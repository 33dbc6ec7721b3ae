//! Page-content signal extraction and the classification rule table.
//!
//! Signal extraction is pure over an already-fetched HTML body; the
//! fetching half lives in the client crate. Keeping this side-effect free
//! makes every classifier decision reproducible from a fixture.

pub mod jsonld;

use std::collections::BTreeSet;
use std::sync::LazyLock;

use regex::Regex;
use scraper::{Html, Selector};
use url::Url;

use crate::models::PageType;
use crate::urlutil;

const MAX_TEXT_SAMPLE: usize = 5000;

/// Detects job titles in page titles, h1 headings, or URL paths.
static JOB_TITLE_PATTERN: LazyLock<Regex> = LazyLock::new(|| {
    Regex::new(r"(?i)(engineer|developer|backend|frontend|full.?stack|devops|platform)")
        .expect("valid job title pattern")
});

static SALARY_PATTERN: LazyLock<Regex> = LazyLock::new(|| {
    Regex::new(r"(?i)(\$\s?\d{2,3}(?:[.,]\d{3})?(?:k)?|\b(usd|eur|gbp|salary|compensation)\b)")
        .expect("valid salary pattern")
});

static LOCATION_PATTERN: LazyLock<Regex> = LazyLock::new(|| {
    Regex::new(r"(?i)\b(location|remote|hybrid|onsite)\b").expect("valid location pattern")
});

const JOB_KEYWORD_PHRASES: &[&str] = &[
    "open positions",
    "open position",
    "job openings",
    "job opening",
    "current openings",
    "current positions",
    "open roles",
    "open role",
    "career opportunities",
    "join our team",
    "join the team",
    "work with us",
    "we're hiring",
    "we are hiring",
    "vacancies",
    "positions",
    "careers",
];

const APPLY_PHRASES: &[&str] = &["apply", "apply now", "apply today"];

const JOB_LINK_KEYWORDS: &[&str] = &[
    "job",
    "jobs",
    "career",
    "careers",
    "opening",
    "openings",
    "position",
    "positions",
    "role",
    "roles",
    "vacancy",
    "vacancies",
];

/// Structural and textual evidence collected from one page.
#[derive(Debug, Clone, Default)]
pub struct Signals {
    pub title: String,
    pub meta: String,
    /// Body text, trimmed to 5000 chars.
    pub text: String,
    /// Normalized ATS URLs found in anchors.
    pub ats_links: Vec<String>,
    /// Same-host anchors that look like job links; discovery recurses into
    /// these when a page is rejected with low confidence.
    pub job_links: Vec<String>,
    /// A schema.org JobPosting object is embedded in the page.
    pub job_posting: bool,
    pub job_link_count: usize,
    pub keyword_hits: usize,
    pub apply_hits: usize,
    /// The page itself lives on an ATS host.
    pub is_ats_page: bool,
    pub title_match: bool,
    pub h1_match: bool,
    pub url_match: bool,
    pub salary_match: bool,
    pub location_match: bool,
}

impl Signals {
    /// Signals for a page that is authoritative by origin: an ATS host
    /// needs no content inspection.
    pub fn ats_page() -> Self {
        Self {
            is_ats_page: true,
            job_posting: true,
            ..Self::default()
        }
    }
}

/// Classifier output.
#[derive(Debug, Clone, Copy, PartialEq)]
pub struct Decision {
    pub page_type: PageType,
    pub reason: &'static str,
    pub confidence: f64,
}

/// Extract classification signals from a fetched page.
pub fn extract_signals(base: &Url, html: &str) -> Signals {
    let mut signals = Signals {
        url_match: JOB_TITLE_PATTERN.is_match(base.path()),
        ..Signals::default()
    };

    let doc = Html::parse_document(html);

    if let Some(title) = select_first_text(&doc, &TITLE_SELECTOR) {
        signals.title_match = JOB_TITLE_PATTERN.is_match(&title);
        signals.title = title;
    }
    if let Some(meta) = doc
        .select(&META_DESCRIPTION_SELECTOR)
        .find_map(|el| el.value().attr("content"))
    {
        signals.meta = meta.trim().to_string();
    }
    signals.h1_match = doc.select(&H1_SELECTOR).any(|el| {
        let text = element_text(&el);
        !text.is_empty() && JOB_TITLE_PATTERN.is_match(&text)
    });
    signals.job_posting = doc
        .select(&JSONLD_SELECTOR)
        .any(|el| jsonld::contains_job_posting(&el.text().collect::<String>()));
    if let Some(body) = doc.select(&BODY_SELECTOR).next() {
        signals.text = limit_text(&element_text(&body));
    }

    let mut ats_links = BTreeSet::new();
    let mut job_links = BTreeSet::new();
    for anchor in doc.select(&ANCHOR_SELECTOR) {
        let Some(href) = anchor.value().attr("href").map(str::trim) else {
            continue;
        };
        let Some(resolved) = resolve_link(base, href) else {
            continue;
        };
        let Ok((normalized, host)) = urlutil::normalize(&resolved) else {
            continue;
        };
        if urlutil::is_ats_host(&host) {
            ats_links.insert(normalized);
            continue;
        }
        if !same_host(base, &host) || !urlutil::is_crawlable(&normalized) {
            continue;
        }
        if is_job_anchor(href, &element_text(&anchor)) {
            job_links.insert(normalized);
        }
    }
    signals.ats_links = ats_links.into_iter().collect();
    signals.job_links = job_links.into_iter().collect();
    signals.job_link_count = signals.job_links.len();

    let combined = format!("{} {} {}", signals.title, signals.meta, signals.text)
        .trim()
        .to_lowercase();
    signals.salary_match = SALARY_PATTERN.is_match(&combined);
    signals.location_match = LOCATION_PATTERN.is_match(&combined);
    signals.keyword_hits = count_hits(&combined, JOB_KEYWORD_PHRASES);
    signals.apply_hits = count_hits(&combined, APPLY_PHRASES);

    signals
}

// ---------------------------------------------------------------------------
// Rule table
// ---------------------------------------------------------------------------

struct Rule {
    matches: fn(&Signals) -> bool,
    page_type: PageType,
    reason: &'static str,
    confidence: f64,
}

/// Priority-ordered classification rules; the first match wins. Any single
/// strong signal is enough.
const RULES: &[Rule] = &[
    Rule {
        matches: |s| s.is_ats_page,
        page_type: PageType::JobList,
        reason: "ats_page",
        confidence: 0.95,
    },
    Rule {
        matches: |s| !s.ats_links.is_empty(),
        page_type: PageType::CareerRoot,
        reason: "ats_link",
        confidence: 0.90,
    },
    Rule {
        matches: |s| s.job_posting,
        page_type: PageType::JobList,
        reason: "jsonld_jobposting",
        confidence: 0.90,
    },
    Rule {
        matches: |s| s.title_match,
        page_type: PageType::JobList,
        reason: "title_pattern",
        confidence: 0.85,
    },
    Rule {
        matches: |s| s.h1_match,
        page_type: PageType::JobList,
        reason: "h1_pattern",
        confidence: 0.80,
    },
    Rule {
        matches: |s| s.url_match,
        page_type: PageType::JobList,
        reason: "url_pattern",
        confidence: 0.75,
    },
    Rule {
        matches: |s| s.apply_hits > 0,
        page_type: PageType::JobList,
        reason: "apply_button",
        confidence: 0.70,
    },
    Rule {
        matches: |s| s.salary_match,
        page_type: PageType::JobList,
        reason: "salary_pattern",
        confidence: 0.70,
    },
    Rule {
        matches: |s| s.location_match,
        page_type: PageType::JobList,
        reason: "location_pattern",
        confidence: 0.70,
    },
    Rule {
        matches: |s| s.job_link_count >= 1,
        page_type: PageType::JobList,
        reason: "job_links",
        confidence: 0.70,
    },
    Rule {
        matches: |s| s.keyword_hits > 0,
        page_type: PageType::CareerRoot,
        reason: "job_keywords",
        confidence: 0.60,
    },
];

/// Map signals to a page-type decision via the ordered rule table.
pub fn classify(signals: &Signals) -> Decision {
    for rule in RULES {
        if (rule.matches)(signals) {
            return Decision {
                page_type: rule.page_type,
                reason: rule.reason,
                confidence: rule.confidence,
            };
        }
    }
    Decision {
        page_type: PageType::NonJob,
        reason: "no_job_signals",
        confidence: 0.2,
    }
}

/// True when any classifier rule input fires; ingestion uses this to decide
/// whether a relaxed retry is worth attempting.
pub fn has_job_signals(signals: &Signals) -> bool {
    RULES.iter().any(|rule| (rule.matches)(signals))
}

// ---------------------------------------------------------------------------
// Helpers
// ---------------------------------------------------------------------------

static TITLE_SELECTOR: LazyLock<Selector> = LazyLock::new(|| sel("title"));
static META_DESCRIPTION_SELECTOR: LazyLock<Selector> =
    LazyLock::new(|| sel(r#"meta[name="description"]"#));
static H1_SELECTOR: LazyLock<Selector> = LazyLock::new(|| sel("h1"));
static JSONLD_SELECTOR: LazyLock<Selector> =
    LazyLock::new(|| sel(r#"script[type="application/ld+json"]"#));
static BODY_SELECTOR: LazyLock<Selector> = LazyLock::new(|| sel("body"));
static ANCHOR_SELECTOR: LazyLock<Selector> = LazyLock::new(|| sel("a[href]"));

fn sel(selector: &str) -> Selector {
    Selector::parse(selector).expect("static selector is valid")
}

fn select_first_text(doc: &Html, selector: &Selector) -> Option<String> {
    doc.select(selector)
        .map(|el| element_text(&el))
        .find(|text| !text.is_empty())
}

fn element_text(el: &scraper::ElementRef<'_>) -> String {
    el.text().collect::<String>().trim().to_string()
}

fn limit_text(text: &str) -> String {
    let clean = text.trim();
    if clean.len() <= MAX_TEXT_SAMPLE {
        return clean.to_string();
    }
    let mut end = MAX_TEXT_SAMPLE;
    while !clean.is_char_boundary(end) {
        end -= 1;
    }
    clean[..end].to_string()
}

fn count_hits(text: &str, phrases: &[&str]) -> usize {
    if text.is_empty() {
        return 0;
    }
    phrases.iter().filter(|p| text.contains(*p)).count()
}

fn is_job_anchor(href: &str, text: &str) -> bool {
    let lower = format!("{} {}", href.trim(), text.trim()).to_lowercase();
    JOB_LINK_KEYWORDS.iter().any(|kw| lower.contains(kw))
}

/// Resolve an anchor against the page URL, skipping non-web schemes.
pub fn resolve_link(base: &Url, href: &str) -> Option<String> {
    if href.is_empty() || href.starts_with("mailto:") || href.starts_with("tel:") {
        return None;
    }
    let resolved = base.join(href).ok()?;
    match resolved.scheme() {
        "http" | "https" => Some(resolved.to_string()),
        _ => None,
    }
}

/// Host equality with the `www.` prefix ignored on both sides.
pub fn same_host(base: &Url, host: &str) -> bool {
    let Some(base_host) = base.host_str() else {
        return false;
    };
    if host.is_empty() {
        return false;
    }
    strip_www(base_host) == strip_www(host)
}

fn strip_www(host: &str) -> String {
    let lower = host.to_lowercase();
    lower.strip_prefix("www.").unwrap_or(&lower).to_string()
}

==================================================

How to complete this task:
Look above for lines with the word "table" and copy them all.

Solution for this exercise:
//! Page-content signal extraction and the classification rule table.
// Rule table
/// Map signals to a page-type decision via the ordered rule table.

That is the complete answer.